Sur les motifs invoqués au soutien du licenciement
Il ressort de l'article 3 du contrat de travail, que la salariée a pour obligations particulières de rendre compte régulièrement, et faire parvenir au plus tard le mardi pour la semaine précédente, un rapport écrit synthétique de l'activité dont elle a la charge, ainsi que du déroulement de sa mission, et d'adresser à la direction un rapport écrit d'activité mensuel au plus tard dans les 8 jours du mois précédent qui fournira le détail des clients prospectés, des commandes reçues, du chiffre d'affaires réalisé, des perspectives de développement et de ses préconisations pour l'activité future.
Sans contester qu'elle n'a pas respecté ces obligations, madame Karell X... prétend que son employeur se serait satisfait de rapports par téléphone ; outre qu'une telle affirmation ne repose sur aucun élément de preuve de ce que la société 8 Saisons Distribution aurait laisser s'instituer un tel usage, il ressort des pièces versées (31), que l'employeur accusait réception des rapports qui lui étaient faits, et marquait à leur réception la satisfaction et le profit qu'il en tirait ; par message électronique du 2 novembre 2008, la société 8 Saisons Distribution relève que " cette semaine encore je n'ai rien reçu. Nouveau rappel concernant le planning et le rapport hebdomadaire... " ; il est ainsi démontré que le grief relatif aux rapports d'activité, hebdomadaire et mensuel, et aux plannings d'activité est établi.
Concernant les absences, un message électronique du 12 novembre 2008 reproche à madame Karell X... son absence du vendredi précédent ; sans réfuter la réalité des absences qui lui sont reprochées, madame Karell X... les qualifie de " contretemps courants dans une vie de travail ", évoquant des rendez-vous urgents chez le médecin, sans justifier ni de l'urgence ni même de la visite médicale effectuée ; le 30 septembre 2008, madame Karell X... adresse à son employeur un courrier par lequel elle reconnaît l'avoir laissé sans nouvelles pendant quelques jours, mais s'engage " à reprendre son secteur en main " et se dit consciente de l'urgence de la situation ; là encore le grief est établi, sans que la salariée puisse prétendre que les faits, qui se sont déroulés tout au long de son activité au sein de la société 8 Saisons Distribution et se sont répétés au moins jusqu'au 12 novembre 2008, sont couverts par la prescription.
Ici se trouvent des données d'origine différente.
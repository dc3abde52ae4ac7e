//! Hosts manifest loader: reads the peer list and per-peer role assignments
//! from a line-oriented text file.
//!
//! Each non-empty line is `<hostname>:<role>[,<role>...]`, where each role
//! is one of `proposer<k>`, `acceptor<k>`, or `learner`. Order of
//! appearance fixes 1-based server ids.

use std::{fmt, fs, path::Path};

/// A single role tag attached to a host in the manifest.
#[derive(Clone, Copy, Debug, Eq, PartialEq)]
pub enum Role {
    Proposer(u32),
    Acceptor(u32),
    Learner,
}

/// Sentinel returned by [`Manifest::proposer_id`] for a host with no
/// `proposer<k>` role.
pub const NOT_A_PROPOSER: i64 = -1;

#[derive(Clone, Debug, Eq, PartialEq)]
pub enum Error {
    Io(String),
    MalformedLine(String),
    UnknownRole(String),
    HostNotFound(String),
}

impl fmt::Display for Error {
    fn fmt(&self, f: &mut fmt::Formatter<'_>) -> fmt::Result {
        match self {
            Error::Io(reason) => write!(f, "unable to read hosts manifest: {reason}"),
            Error::MalformedLine(line) => write!(f, "malformed line in hosts manifest: {line}"),
            Error::UnknownRole(role) => write!(f, "unknown role in hosts manifest: {role}"),
            Error::HostNotFound(host) => {
                write!(f, "hostname `{host}` not found in hosts manifest")
            }
        }
    }
}

impl std::error::Error for Error {}

struct Entry {
    host: String,
    roles: Vec<Role>,
}

/// The parsed hosts manifest: an ordered list of peers and their roles.
pub struct Manifest {
    entries: Vec<Entry>,
}

fn parse_role(raw: &str) -> Result<Role, Error> {
    let raw = raw.trim();
    if raw == "learner" {
        return Ok(Role::Learner);
    }
    if let Some(num) = raw.strip_prefix("proposer") {
        return num
            .parse()
            .map(Role::Proposer)
            .map_err(|_| Error::UnknownRole(raw.to_string()));
    }
    if let Some(num) = raw.strip_prefix("acceptor") {
        return num
            .parse()
            .map(Role::Acceptor)
            .map_err(|_| Error::UnknownRole(raw.to_string()));
    }
    Err(Error::UnknownRole(raw.to_string()))
}

impl Manifest {
    /// Read and parse a hosts manifest from `path`.
    pub fn read(path: &Path) -> Result<Self, Error> {
        let content = fs::read_to_string(path).map_err(|e| Error::Io(e.to_string()))?;
        Self::parse(&content)
    }

    /// Parse manifest text directly (split out for testing without touching
    /// the filesystem).
    pub fn parse(content: &str) -> Result<Self, Error> {
        let mut entries = Vec::new();
        for line in content.lines() {
            let line = line.trim();
            if line.is_empty() {
                continue;
            }
            let (host, roles_str) = line
                .split_once(':')
                .ok_or_else(|| Error::MalformedLine(line.to_string()))?;
            let host = host.trim().to_string();
            if host.is_empty() {
                return Err(Error::MalformedLine(line.to_string()));
            }
            let mut roles = Vec::new();
            for role in roles_str.split(',') {
                roles.push(parse_role(role)?);
            }
            entries.push(Entry { host, roles });
        }
        Ok(Self { entries })
    }

    /// The ordered list of peer hostnames. Order fixes 1-based server ids.
    #[must_use]
    pub fn peers(&self) -> Vec<String> {
        self.entries.iter().map(|e| e.host.clone()).collect()
    }

    /// The role tags assigned to `host`, or an empty slice if the host
    /// doesn't appear in the manifest.
    #[must_use]
    pub fn roles(&self, host: &str) -> &[Role] {
        self.entries
            .iter()
            .find(|e| e.host == host)
            .map_or(&[], |e| e.roles.as_slice())
    }

    /// The first `proposer<k>` group number assigned to `host`, or
    /// [`NOT_A_PROPOSER`] if `host` carries no proposer role.
    #[must_use]
    pub fn proposer_id(&self, host: &str) -> i64 {
        self.roles(host)
            .iter()
            .find_map(|r| match r {
                Role::Proposer(k) => Some(i64::from(*k)),
                _ => None,
            })
            .unwrap_or(NOT_A_PROPOSER)
    }

    /// All hostnames carrying any `acceptor<k>` role with `k == proposer_id`.
    /// A host that lists itself as both `proposer<k>` and `acceptor<k>` is
    /// included; the manifest format has no self-exclusion rule.
    #[must_use]
    pub fn acceptors_for(&self, proposer_id: i64) -> Vec<String> {
        self.entries
            .iter()
            .filter(|e| {
                e.roles.iter().any(|r| matches!(r, Role::Acceptor(k) if i64::from(*k) == proposer_id))
            })
            .map(|e| e.host.clone())
            .collect()
    }

    /// The 1-based index of `host` within `peers`, mirroring the original
    /// `GetPeerIdFromName` helper.
    pub fn peer_id_of(host: &str, peers: &[String]) -> Result<usize, Error> {
        peers
            .iter()
            .position(|p| p == host)
            .map(|i| i + 1)
            .ok_or_else(|| Error::HostNotFound(host.to_string()))
    }
}

/// Strip everything after the first `.`, turning a fully qualified domain
/// name into a short hostname (`peer2.cluster.local` -> `peer2`).
#[must_use]
pub fn short_hostname(hostname: &str) -> &str {
    hostname.split('.').next().unwrap_or(hostname)
}

#[cfg(test)]
mod tests {
    use super::{short_hostname, Manifest, Role, NOT_A_PROPOSER};

    const SAMPLE: &str = "
peer1:proposer1
peer2:acceptor1
peer3:acceptor1
peer4:acceptor1,learner
";

    #[test]
    fn parse_peers_in_order() {
        let m = Manifest::parse(SAMPLE).unwrap();
        assert_eq!(m.peers(), vec!["peer1", "peer2", "peer3", "peer4"]);
    }

    #[test]
    fn parse_roles() {
        let m = Manifest::parse(SAMPLE).unwrap();
        assert_eq!(m.roles("peer1"), &[Role::Proposer(1)]);
        assert_eq!(m.roles("peer4"), &[Role::Acceptor(1), Role::Learner]);
    }

    #[test]
    fn proposer_id_present_and_absent() {
        let m = Manifest::parse(SAMPLE).unwrap();
        assert_eq!(m.proposer_id("peer1"), 1);
        assert_eq!(m.proposer_id("peer2"), NOT_A_PROPOSER);
    }

    #[test]
    fn acceptors_for_includes_self_if_listed() {
        let m = Manifest::parse("peer1:proposer1,acceptor1\npeer2:acceptor1\n").unwrap();
        let acceptors = m.acceptors_for(1);
        assert_eq!(acceptors, vec!["peer1", "peer2"]);
    }

    #[test]
    fn acceptors_for_multiple() {
        let m = Manifest::parse(SAMPLE).unwrap();
        let acceptors = m.acceptors_for(1);
        assert_eq!(acceptors, vec!["peer2", "peer3", "peer4"]);
    }

    #[test]
    fn peer_id_of_is_one_based() {
        let peers = vec!["peer1".to_string(), "peer2".to_string()];
        assert_eq!(Manifest::peer_id_of("peer1", &peers).unwrap(), 1);
        assert_eq!(Manifest::peer_id_of("peer2", &peers).unwrap(), 2);
        assert!(Manifest::peer_id_of("peer9", &peers).is_err());
    }

    #[test]
    fn malformed_line_is_rejected() {
        assert!(Manifest::parse("peer1_no_colon").is_err());
    }

    #[test]
    fn unknown_role_is_rejected() {
        assert!(Manifest::parse("peer1:weirdrole").is_err());
    }

    #[test]
    fn short_hostname_strips_suffix() {
        assert_eq!(short_hostname("peer2.cluster.local"), "peer2");
        assert_eq!(short_hostname("peer2"), "peer2");
    }
}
S'agissant des relations de madame Karell X... avec les clients, il ressort des messages électroniques adressés par les clients à la société 8 Saisons Distribution que madame Karell X... n'assure pas le suivi de leur approvisionnement et les place en difficulté : " pas vu de représentant depuis un mois, rayon vide " le 13 novembre 2008 ; il est démontré (pièce 19), que cette situation a poussé certains clients à se tourner vers la concurrence, rompant les relations commerciales qu'ils entretenaient avec la société 8 Saisons Distribution ; il en résulte que ce grief est lui aussi établi, sans que puisse être invoquée la prescription des faits.
L'accumulation des fautes ainsi reprochées, à juste titre à madame Karell X..., constitue de la part de la salariée un comportement qui caractérise la faute grave, autorisant l'employeur à la licencier, nonobstant son état de grossesse.
Le jugement doit donc être confirmé en toutes ses dispositions.
Madame Karell X..., qui succombe en son appel, en supportera les dépens.
PAR CES MOTIFS
LA COUR
Statuant publiquement, par arrêt contradictoire,
CONFIRME le jugement en toutes ses dispositions,
Y ajoutant,
CONDAMNE madame Karell X... à payer à la société 8 Saisons Distribution la somme de 500 euros en application des dispositions de l'article 700 du code de procédure civile,
CONDAMNE madame Karell X... aux dépens d'appel.